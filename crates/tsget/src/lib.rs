//! # tsget-engine
//!
//! Downloads a segmented media stream described by an HLS manifest and
//! reassembles it into a single file.
//!
//! ## Features
//!
//! - Nested manifest resolution with depth and cycle guards
//! - Optional AES-128 key retrieval, with an explicit policy for failures
//! - Bounded concurrent segment downloads with per-segment retry
//! - In-place segment decryption on the blocking pool
//! - Deterministic, index-ordered merge
//!
//! ```no_run
//! use std::path::Path;
//! use tsget_engine::hls::{HlsConfigBuilder, HlsDownloader};
//!
//! # async fn run() -> Result<(), tsget_engine::DownloadError> {
//! let config = HlsConfigBuilder::new().download_concurrency(8).build();
//! let downloader = HlsDownloader::new(config)?;
//! let url = url::Url::parse("https://example.com/vod/index.m3u8").unwrap();
//! let report = downloader.download(&url, Path::new("."), "movie").await?;
//! println!("wrote {:?}", report.output);
//! # Ok(())
//! # }
//! ```

pub mod builder;
pub mod config;
pub mod downloader;
pub mod error;
pub mod hls;

#[cfg(test)]
pub(crate) mod test_utils;

pub use builder::DownloaderConfigBuilder;
pub use config::{DownloaderConfig, HostMode};
pub use error::DownloadError;

// Re-export downloader utilities
pub use downloader::{ByteStream, HttpFetcher, ReqwestFetcher, create_client};
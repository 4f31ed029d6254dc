use clap::Parser;
use std::path::PathBuf;
use tsget_engine::HostMode;
use tsget_engine::hls::KeyFailurePolicy;

/// Define CLI arguments
#[derive(Parser, Debug)]
#[command(
    version,
    about = "Segmented media (HLS) downloader",
    long_about = "Downloads every segment listed by an m3u8 manifest, decrypts AES-128 \
                  encrypted segments and merges them into a single file.\n\
                  \n\
                  Nested (master) manifests are followed automatically. Segments are \
                  downloaded concurrently and retried individually on failure."
)]
pub struct CliArgs {
    /// Manifest URL
    #[arg(short, long, help = "URL of the m3u8 manifest to download")]
    pub url: String,

    /// Number of concurrent segment downloads
    #[arg(
        short = 'n',
        long,
        default_value = "24",
        help = "Maximum number of segments downloaded at the same time"
    )]
    pub concurrency: usize,

    /// How the Referer header is derived from the manifest URL
    #[arg(
        long = "host-type",
        visible_alias = "ht",
        value_enum,
        default_value_t = HostMode::V2,
        help = "Referer derivation: v1 = origin plus manifest directory, v2 = origin only"
    )]
    pub host_type: HostMode,

    /// Output file name, without extension
    #[arg(
        short,
        long,
        default_value = "movie",
        help = "Name of the merged file (without extension) and of the segment directory"
    )]
    pub output: String,

    /// Cookie header value
    #[arg(short, long, default_value = "", help = "Cookie sent with every request")]
    pub cookie: String,

    /// Remove the segment directory after merging
    #[arg(
        short,
        long,
        default_value = "y",
        value_parser = ["y", "n"],
        help = "Remove downloaded segments after a successful merge (y/n)"
    )]
    pub remove_segments: String,

    /// Skip TLS certificate verification
    #[arg(short = 's', long, help = "Accept invalid TLS certificates")]
    pub insecure: bool,

    /// Directory where the output is written
    #[arg(
        long = "save-path",
        visible_alias = "sp",
        help = "Directory for segments, output and log file (default: current directory)"
    )]
    pub save_path: Option<PathBuf>,

    /// Retries per segment
    #[arg(
        long,
        default_value = "3",
        help = "Number of retry attempts for a failed segment"
    )]
    pub retry: u32,

    /// Delay between segment retries in seconds
    #[arg(
        long,
        default_value = "2",
        help = "Seconds to wait before retrying a failed segment"
    )]
    pub retry_delay: u64,

    /// Read timeout in seconds
    #[arg(
        long,
        default_value = "5",
        help = "Read timeout in seconds (maximum time between receiving data chunks)"
    )]
    pub read_timeout: u64,

    /// Connection timeout in seconds
    #[arg(
        long,
        default_value = "10",
        help = "Connection timeout in seconds (time to establish initial connection)"
    )]
    pub connect_timeout: u64,

    /// Overall request timeout in seconds
    #[arg(
        long,
        default_value = "0",
        help = "Overall timeout in seconds for a single HTTP request (0 disables it)"
    )]
    pub timeout: u64,

    /// Custom HTTP headers for download requests
    #[arg(
        long = "header",
        short = 'H',
        help = "Add custom HTTP header to requests (can be used multiple times). Format: 'Name: Value'",
        value_name = "HEADER"
    )]
    pub headers: Vec<String>,

    /// What to do when the decryption key cannot be fetched
    #[arg(
        long,
        value_enum,
        default_value_t = KeyFailurePolicy::Abort,
        help = "On key fetch failure: abort the run, or proceed without decryption"
    )]
    pub key_failure: KeyFailurePolicy,

    /// Merge even when some segments failed
    #[arg(
        long,
        help = "Merge the successful segments even if some failed permanently"
    )]
    pub allow_partial: bool,

    /// Extra segment extensions
    #[arg(
        long = "ext",
        value_name = "EXT",
        help = "Additional segment file extension to recognise besides ts (can be used multiple times)"
    )]
    pub extensions: Vec<String>,

    /// Maximum manifest nesting depth
    #[arg(
        long,
        default_value = "10",
        help = "Maximum number of nested manifests to follow"
    )]
    pub max_depth: usize,

    /// Enable verbose logging
    #[arg(short, long, help = "Enable detailed debug logging")]
    pub verbose: bool,
}

impl CliArgs {
    pub fn remove_segments(&self) -> bool {
        self.remove_segments == "y"
    }
}

#[cfg(test)]
mod tests {
    use super::*;

    #[test]
    fn defaults() {
        let args = CliArgs::try_parse_from(["tsget", "-u", "http://h/index.m3u8"]).unwrap();
        assert_eq!(args.concurrency, 24);
        assert_eq!(args.host_type, HostMode::V2);
        assert_eq!(args.output, "movie");
        assert!(args.remove_segments());
        assert!(!args.insecure);
        assert_eq!(args.retry, 3);
        assert_eq!(args.read_timeout, 5);
        assert_eq!(args.key_failure, KeyFailurePolicy::Abort);
        assert!(args.save_path.is_none());
    }

    #[test]
    fn short_and_alias_flags() {
        let args = CliArgs::try_parse_from([
            "tsget",
            "-u",
            "http://h/index.m3u8",
            "-n",
            "8",
            "--ht",
            "v1",
            "-r",
            "n",
            "-s",
            "--sp",
            "/tmp/out",
            "-H",
            "X-A: 1",
            "-H",
            "X-B: 2",
            "--key-failure",
            "proceed",
            "--ext",
            "m4s",
        ])
        .unwrap();
        assert_eq!(args.concurrency, 8);
        assert_eq!(args.host_type, HostMode::V1);
        assert!(!args.remove_segments());
        assert!(args.insecure);
        assert_eq!(args.save_path, Some(PathBuf::from("/tmp/out")));
        assert_eq!(args.headers.len(), 2);
        assert_eq!(args.key_failure, KeyFailurePolicy::ProceedUnencrypted);
        assert_eq!(args.extensions, ["m4s"]);
    }

    #[test]
    fn url_is_required() {
        assert!(CliArgs::try_parse_from(["tsget"]).is_err());
        assert!(CliArgs::try_parse_from(["tsget", "-u", "x", "-r", "maybe"]).is_err());
    }
}
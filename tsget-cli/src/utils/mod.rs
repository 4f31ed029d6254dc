mod files;
mod headers;
pub mod logging;
pub mod progress;
mod size;
mod time;

// Export utility functions
pub use self::files::{create_dirs, validate_output_name};
pub use self::headers::parse_headers;
pub use self::size::format_bytes;
pub use self::time::format_duration;
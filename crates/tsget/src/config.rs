use std::time::Duration;

use reqwest::header::{HeaderMap, HeaderValue};
use url::Url;

pub const DEFAULT_USER_AGENT: &str = "Mozilla/5.0 (Macintosh; Intel Mac OS X 10_13_6) AppleWebKit/537.36 (KHTML, like Gecko) Chrome/79.0.3945.88 Safari/537.36";

/// How the `Referer` origin is derived from the manifest URL.
#[derive(Debug, Clone, Copy, Default, PartialEq, Eq)]
#[cfg_attr(feature = "clap", derive(clap::ValueEnum))]
pub enum HostMode {
    /// `scheme://host[:port]/directory/of/the/manifest`
    V1,
    /// `scheme://host[:port]`
    #[default]
    V2,
}

impl HostMode {
    /// Derive the host string for `url`.
    ///
    /// ```
    /// use tsget_engine::config::HostMode;
    /// use url::Url;
    ///
    /// let url = Url::parse("https://cdn.example.com:8443/live/a/index.m3u8").unwrap();
    /// assert_eq!(HostMode::V1.host_of(&url), "https://cdn.example.com:8443/live/a");
    /// assert_eq!(HostMode::V2.host_of(&url), "https://cdn.example.com:8443");
    /// ```
    pub fn host_of(&self, url: &Url) -> String {
        let origin = url.origin().ascii_serialization();
        match self {
            HostMode::V2 => origin,
            HostMode::V1 => {
                let path = url.path();
                let dir = match path.rfind('/') {
                    Some(pos) => &path[..pos],
                    None => "",
                };
                format!("{origin}{dir}")
            }
        }
    }
}

/// Immutable request profile shared by every HTTP call of a run.
#[derive(Debug, Clone)]
pub struct DownloaderConfig {
    /// Overall timeout for a single request; zero disables it
    pub timeout: Duration,

    /// Connection timeout (time to establish initial connection)
    pub connect_timeout: Duration,

    /// Read timeout (maximum time between receiving data chunks)
    pub read_timeout: Duration,

    /// Whether to follow redirects
    pub follow_redirects: bool,

    /// User agent string
    pub user_agent: String,

    /// Custom HTTP headers for requests
    pub headers: HeaderMap,

    pub danger_accept_invalid_certs: bool, // For reqwest's `danger_accept_invalid_certs`
}

impl Default for DownloaderConfig {
    fn default() -> Self {
        Self {
            timeout: Duration::from_secs(0),
            connect_timeout: Duration::from_secs(10),
            read_timeout: Duration::from_secs(5),
            follow_redirects: true,
            user_agent: DEFAULT_USER_AGENT.to_owned(),
            headers: DownloaderConfig::get_default_headers(),
            danger_accept_invalid_certs: false,
        }
    }
}

impl DownloaderConfig {
    pub fn builder() -> crate::builder::DownloaderConfigBuilder {
        crate::builder::DownloaderConfigBuilder::new()
    }

    pub fn get_default_headers() -> HeaderMap {
        let mut default_headers = HeaderMap::new();

        default_headers.insert(
            reqwest::header::CONNECTION,
            HeaderValue::from_static("keep-alive"),
        );

        default_headers.insert(reqwest::header::ACCEPT, HeaderValue::from_static("*/*"));

        default_headers.insert(
            reqwest::header::ACCEPT_ENCODING,
            HeaderValue::from_static("*"),
        );

        default_headers.insert(
            reqwest::header::ACCEPT_LANGUAGE,
            HeaderValue::from_static("zh-CN,zh;q=0.9, en;q=0.8, de;q=0.7, *;q=0.5"),
        );
        default_headers
    }
}
// src/server/mod.rs

//! TCP acceptor.
//!
//! The accept loop only dispatches: every accepted socket gets its own Tokio
//! task running [`ConnectionHandler::handle`]. Handlers share nothing but the
//! read-only config and runner, so a failing or panicking connection never
//! affects the others.

pub mod handler;

pub use handler::{ConnectionHandler, ReadOutcome, read_request};

use std::future::Future;
use std::net::SocketAddr;
use std::sync::Arc;
use std::time::Duration;

use tokio::net::{TcpListener, TcpStream};
use tracing::{Instrument, debug, info, info_span, warn};

use crate::config::ServerConfig;
use crate::errors::Result;
use crate::exec::{InterpreterRunner, ScriptRunner};

/// Pause after a failed `accept` so a persistent error (e.g. fd exhaustion)
/// does not spin the loop.
const ACCEPT_ERROR_BACKOFF: Duration = Duration::from_millis(100);

pub struct Server {
    listener: TcpListener,
    handler: Arc<ConnectionHandler>,
}

impl Server {
    /// Bind using the production interpreter runner.
    pub async fn bind(config: ServerConfig) -> Result<Self> {
        let runner = Arc::new(InterpreterRunner::from_config(&config));
        Self::bind_with_runner(config, runner).await
    }

    pub async fn bind_with_runner(
        config: ServerConfig,
        runner: Arc<dyn ScriptRunner>,
    ) -> Result<Self> {
        let listener = TcpListener::bind((config.host.as_str(), config.port)).await?;
        let handler = Arc::new(ConnectionHandler::new(Arc::new(config), runner));
        Ok(Self { listener, handler })
    }

    /// Actual bound address (useful when binding port 0).
    pub fn local_addr(&self) -> std::io::Result<SocketAddr> {
        self.listener.local_addr()
    }

    /// Accept connections forever.
    pub async fn serve(self) -> Result<()> {
        self.serve_until(std::future::pending()).await
    }

    /// Accept connections until `shutdown` resolves.
    ///
    /// Connections already dispatched keep running to completion on their own
    /// tasks; only the accept loop stops.
    pub async fn serve_until<F>(self, shutdown: F) -> Result<()>
    where
        F: Future<Output = ()>,
    {
        let cfg = self.handler.config();
        info!(
            addr = %self.local_addr()?,
            max_script_size = cfg.max_script_size,
            timeout_secs = cfg.execution_timeout.as_secs_f64(),
            interpreter = ?cfg.interpreter,
            "server listening"
        );

        tokio::pin!(shutdown);

        loop {
            tokio::select! {
                _ = &mut shutdown => {
                    info!("shutdown requested; no longer accepting connections");
                    return Ok(());
                }
                accepted = self.listener.accept() => match accepted {
                    Ok((stream, peer)) => self.dispatch(stream, peer),
                    Err(e) => {
                        warn!(error = %e, "failed to accept connection");
                        tokio::time::sleep(ACCEPT_ERROR_BACKOFF).await;
                    }
                },
            }
        }
    }

    fn dispatch(&self, stream: TcpStream, peer: SocketAddr) {
        let handler = Arc::clone(&self.handler);
        let span = info_span!("connection", peer = %peer);

        tokio::spawn(
            async move {
                info!("accepted connection");
                let responded = handler.handle(stream).await.is_some();
                debug!(responded, "connection closed");
            }
            .instrument(span),
        );
    }
}
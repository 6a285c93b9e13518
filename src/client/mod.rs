// src/client/mod.rs

//! Caller side of the protocol.
//!
//! - [`ClientSession`] is one connection carrying one request.
//! - [`Client`] holds a [`ClientConfig`] and opens a fresh session per call.
//!
//! Nothing is retried; connection, timeout and response failures surface as
//! distinct [`ClientError`] variants.

pub mod session;

pub use session::ClientSession;

use std::path::Path;

use crate::config::ClientConfig;
use crate::errors::ClientError;
use crate::types::ExecutionResult;

#[derive(Debug, Clone, Default)]
pub struct Client {
    config: ClientConfig,
}

impl Client {
    pub fn new(config: ClientConfig) -> Self {
        Self { config }
    }

    pub async fn execute(&self, script: &str) -> Result<ExecutionResult, ClientError> {
        ClientSession::connect(&self.config)
            .await?
            .execute(script)
            .await
    }

    /// Read a script from disk and execute it.
    pub async fn execute_file(
        &self,
        path: impl AsRef<Path>,
    ) -> Result<ExecutionResult, ClientError> {
        let path = path.as_ref();
        let script = tokio::fs::read_to_string(path)
            .await
            .map_err(|source| ClientError::ScriptFile {
                path: path.to_path_buf(),
                source,
            })?;
        self.execute(&script).await
    }
}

____________

**Exercise**
What is needed is the number of lines above that include the string "Enable", and nothing else.

**The answer**
2